Kristensen S D, Andersen H R, Falk E
Department of Cardiology B, Skejby Hospital, Aarhus, Denmark.
Semin Interv Cardiol. 1999 Mar;4(1):11-6.
Basic knowledge of the sequence of cellular events that change the relative benign disease coronary atherosclerosis into a life-threatening acute coronary syndrome is of great importance for the interventional cardiologist in order to understand and choose the correct pharmacological and interventional management in patients with acute myocardial infarction. Plaque disruption, or fissuring, with superimposed thrombosis frequently complicates the course of coronary atherosclerosis. Small ruptures often remain clinically silent, whereas more extensive plaque rupture may lead to the development of unstable angina, acute myocardial infarction, and sudden cardiac death. The risk of plaque disruption depends more on plaque composition than on plaque size and stenosis severity. Major determinants of a plaque's vulnerability to rupture are: the size and consistency of the lipid-rich atheromatous core, the thickness of the fibrous cap covering the core, and inflammation and repair within the cap. The elevation of fibrinogen and C-reactive protein in patients with unstable angina may be markers of ongoing plaque inflammation. Both plaque vulnerability and rupture triggers are important for plaque disruption. The resultant thrombotic response, which is important for the clinical presentation and outcome, is in part determined by the reactivity of the circulating platelets and the balance between the fibrinolytic and coagulation systems. New ways of identification and treatment of the dangerous vulnerable plaques responsible for infarction and death and optimization of anti-thrombotic treatment are highly warranted in order to prevent and treat life-threatening coronary thrombosis.

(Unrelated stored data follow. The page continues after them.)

use std::collections::{BTreeSet, HashMap};

use chrono::Utc;
use sea_orm::{
    ActiveModelTrait, ColumnTrait, ConnectionTrait, DatabaseConnection, EntityTrait, PaginatorTrait, QueryFilter,
    QueryOrder, Set, TransactionTrait,
};
use tracing::{info, instrument};

use models::{menu, order, order::OrderStatus, order_line_item, order_table};
use crate::{
    domain::{OrderCreate, OrderStatusChange, OrderView},
    errors::ServiceError,
};

/// Place an order for a seated table. The order starts in `COOKING`.
#[instrument(name = "order_create", skip(db, input), fields(order_table_id = input.order_table_id))]
pub async fn create_order(db: &DatabaseConnection, input: OrderCreate) -> Result<OrderView, ServiceError> {
    if input.order_line_items.is_empty() {
        return Err(ServiceError::validation("order must contain at least one line item"));
    }

    let txn = db.begin().await?;

    let menu_ids: BTreeSet<i32> = input.order_line_items.iter().map(|li| li.menu_id).collect();
    let found = menu::Entity::find()
        .filter(menu::Column::Id.is_in(menu_ids.iter().copied()))
        .count(&txn)
        .await?;
    if found != menu_ids.len() as u64 {
        return Err(ServiceError::validation("order references a menu that does not exist"));
    }

    let table = order_table::Entity::find_by_id(input.order_table_id)
        .one(&txn)
        .await?
        .ok_or_else(|| ServiceError::not_found("order_table", input.order_table_id))?;
    if table.empty {
        return Err(ServiceError::validation(format!("order_table {} is empty", table.id)));
    }

    let saved = order::ActiveModel {
        order_table_id: Set(table.id),
        order_status: Set(OrderStatus::Cooking),
        ordered_time: Set(Utc::now().into()),
        ..Default::default()
    }
    .insert(&txn)
    .await?;

    let mut items = Vec::with_capacity(input.order_line_items.len());
    for li in &input.order_line_items {
        let row = order_line_item::ActiveModel {
            order_id: Set(saved.id),
            menu_id: Set(li.menu_id),
            quantity: Set(li.quantity),
            ..Default::default()
        }
        .insert(&txn)
        .await?;
        items.push(row);
    }

    txn.commit().await?;
    info!(order_id = saved.id, line_items = items.len(), "order_created");
    Ok(OrderView::of(saved, items))
}

async fn line_items_by_order<C: ConnectionTrait>(
    db: &C,
    order_ids: Vec<i32>,
) -> Result<HashMap<i32, Vec<order_line_item::Model>>, ServiceError> {
    let mut by_order: HashMap<i32, Vec<order_line_item::Model>> = HashMap::new();
    if order_ids.is_empty() {
        return Ok(by_order);
    }
    for row in order_line_item::Entity::find()
        .filter(order_line_item::Column::OrderId.is_in(order_ids))
        .order_by_asc(order_line_item::Column::Seq)
        .all(db)
        .await?
    {
        by_order.entry(row.order_id).or_default().push(row);
    }
    Ok(by_order)
}

/// All orders with their line items, ordered by id.
pub async fn list_orders(db: &DatabaseConnection) -> Result<Vec<OrderView>, ServiceError> {
    let orders = order::Entity::find().order_by_asc(order::Column::Id).all(db).await?;
    let mut items = line_items_by_order(db, orders.iter().map(|o| o.id).collect()).await?;
    Ok(orders
        .into_iter()
        .map(|o| {
            let rows = items.remove(&o.id).unwrap_or_default();
            OrderView::of(o, rows)
        })
        .collect())
}

/// Move an order to another status. Completed orders are final.
#[instrument(name = "order_change_status", skip(db, change), fields(to = ?change.order_status))]
pub async fn change_order_status(
    db: &DatabaseConnection,
    order_id: i32,
    change: OrderStatusChange,
) -> Result<OrderView, ServiceError> {
    let txn = db.begin().await?;

    let found = order::Entity::find_by_id(order_id)
        .one(&txn)
        .await?
        .ok_or_else(|| ServiceError::not_found("order", order_id))?;
    if found.order_status.is_completed() {
        return Err(ServiceError::validation(format!("order {} is already completed", order_id)));
    }

    let from = found.order_status;
    let mut am: order::ActiveModel = found.into();
    am.order_status = Set(change.order_status);
    let updated = am.update(&txn).await?;

    let mut items = line_items_by_order(&txn, vec![updated.id]).await?;
    txn.commit().await?;

    info!(order_id, from = ?from, to = ?updated.order_status, "order_status_changed");
    let rows = items.remove(&updated.id).unwrap_or_default();
    Ok(OrderView::of(updated, rows))
}
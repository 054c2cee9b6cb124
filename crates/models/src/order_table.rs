use sea_orm::{entity::prelude::*, ConnectionTrait, Set};
use serde::{Deserialize, Serialize};

use crate::{errors, table_group};

#[derive(Clone, Debug, PartialEq, DeriveEntityModel, Serialize, Deserialize)]
#[sea_orm(table_name = "order_table")]
#[serde(rename_all = "camelCase")]
pub struct Model {
    #[sea_orm(primary_key)]
    pub id: i32,
    pub table_group_id: Option<i32>,
    pub number_of_guests: i32,
    pub empty: bool,
}

impl Model {
    pub fn is_grouped(&self) -> bool { self.table_group_id.is_some() }
}

#[derive(Copy, Clone, Debug, EnumIter)]
pub enum Relation { TableGroup }

impl RelationTrait for Relation {
    fn def(&self) -> RelationDef {
        match self {
            Relation::TableGroup => Entity::belongs_to(table_group::Entity)
                .from(Column::TableGroupId)
                .to(table_group::Column::Id)
                .into(),
        }
    }
}

impl ActiveModelBehavior for ActiveModel {}

pub fn validate_number_of_guests(number_of_guests: i32) -> Result<(), errors::ModelError> {
    if number_of_guests < 0 {
        return Err(errors::ModelError::Validation(format!(
            "number_of_guests must be >= 0, got {number_of_guests}"
        )));
    }
    Ok(())
}

pub async fn create<C: ConnectionTrait>(db: &C, number_of_guests: i32, empty: bool) -> Result<Model, errors::ModelError> {
    validate_number_of_guests(number_of_guests)?;
    let am = ActiveModel {
        table_group_id: Set(None),
        number_of_guests: Set(number_of_guests),
        empty: Set(empty),
        ..Default::default()
    };
    Ok(am.insert(db).await?)
}
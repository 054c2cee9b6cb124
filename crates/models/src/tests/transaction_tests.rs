use anyhow::Result;
use rust_decimal::Decimal;
use sea_orm::{ActiveModelTrait, EntityTrait, PaginatorTrait, Set, TransactionTrait};

use super::setup_test_db;
use crate::{menu, menu_group, menu_product, product};

/// Menu rows written inside a committed transaction are visible afterwards.
#[tokio::test]
async fn test_transaction_commit() -> Result<()> {
    let db = setup_test_db().await?;
    let group = menu_group::create(&db, "singles").await?;
    let fried = product::create(&db, "fried", Some(Decimal::from(16000))).await?;

    let txn = db.begin().await?;
    let m = menu::ActiveModel {
        name: Set("fried".into()),
        price: Set(Decimal::from(16000)),
        menu_group_id: Set(group.id),
        ..Default::default()
    }
    .insert(&txn)
    .await?;
    menu_product::ActiveModel { menu_id: Set(m.id), product_id: Set(fried.id), quantity: Set(1), ..Default::default() }
        .insert(&txn)
        .await?;
    txn.commit().await?;

    assert!(menu::Entity::find_by_id(m.id).one(&db).await?.is_some());
    assert_eq!(menu_product::Entity::find().count(&db).await?, 1);
    Ok(())
}

/// A dropped or rolled back transaction leaves nothing behind.
#[tokio::test]
async fn test_transaction_rollback() -> Result<()> {
    let db = setup_test_db().await?;
    let group = menu_group::create(&db, "singles").await?;

    let txn = db.begin().await?;
    menu::ActiveModel {
        name: Set("ghost".into()),
        price: Set(Decimal::ZERO),
        menu_group_id: Set(group.id),
        ..Default::default()
    }
    .insert(&txn)
    .await?;
    txn.rollback().await?;

    assert_eq!(menu::Entity::find().count(&db).await?, 0);
    Ok(())
}
use sea_orm::{entity::prelude::*, ConnectionTrait, Set};
use chrono::Utc;
use serde::{Deserialize, Serialize};

use crate::errors;

#[derive(Clone, Debug, PartialEq, DeriveEntityModel, Serialize, Deserialize)]
#[sea_orm(table_name = "table_group")]
#[serde(rename_all = "camelCase")]
pub struct Model {
    #[sea_orm(primary_key)]
    pub id: i32,
    pub created_date: DateTimeWithTimeZone,
}

#[derive(Copy, Clone, Debug, EnumIter, DeriveRelation)]
pub enum Relation {}

impl ActiveModelBehavior for ActiveModel {}

pub async fn create<C: ConnectionTrait>(db: &C) -> Result<Model, errors::ModelError> {
    let am = ActiveModel { created_date: Set(Utc::now().into()), ..Default::default() };
    Ok(am.insert(db).await?)
}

了解细胞事件序列的基本知识对于介入心脏病专家至关重要,这些细胞事件会将相对良性的疾病冠状动脉粥样硬化转变为危及生命的急性冠状动脉综合征,以便理解并为急性心肌梗死患者选择正确的药物和介入治疗方法。斑块破裂或裂开,并伴有血栓形成,常常使冠状动脉粥样硬化的病程复杂化。小的破裂通常在临床上没有症状,而更广泛的斑块破裂可能导致不稳定型心绞痛、急性心肌梗死和心源性猝死。斑块破裂的风险更多地取决于斑块的成分,而不是斑块的大小和狭窄程度。斑块易破裂的主要决定因素包括:富含脂质的粥样硬化核心的大小和稠度、覆盖核心的纤维帽的厚度以及帽内的炎症和修复情况。不稳定型心绞痛患者纤维蛋白原和C反应蛋白的升高可能是斑块持续炎症的标志物。斑块易损性和破裂触发因素对于斑块破裂都很重要。由此产生的血栓形成反应对于临床表现和预后很重要,部分取决于循环血小板的反应性以及纤溶系统和凝血系统之间的平衡。为了预防和治疗危及生命的冠状动脉血栓形成,非常有必要采用新的方法来识别和治疗导致梗死和死亡的危险易损斑块,并优化抗血栓治疗。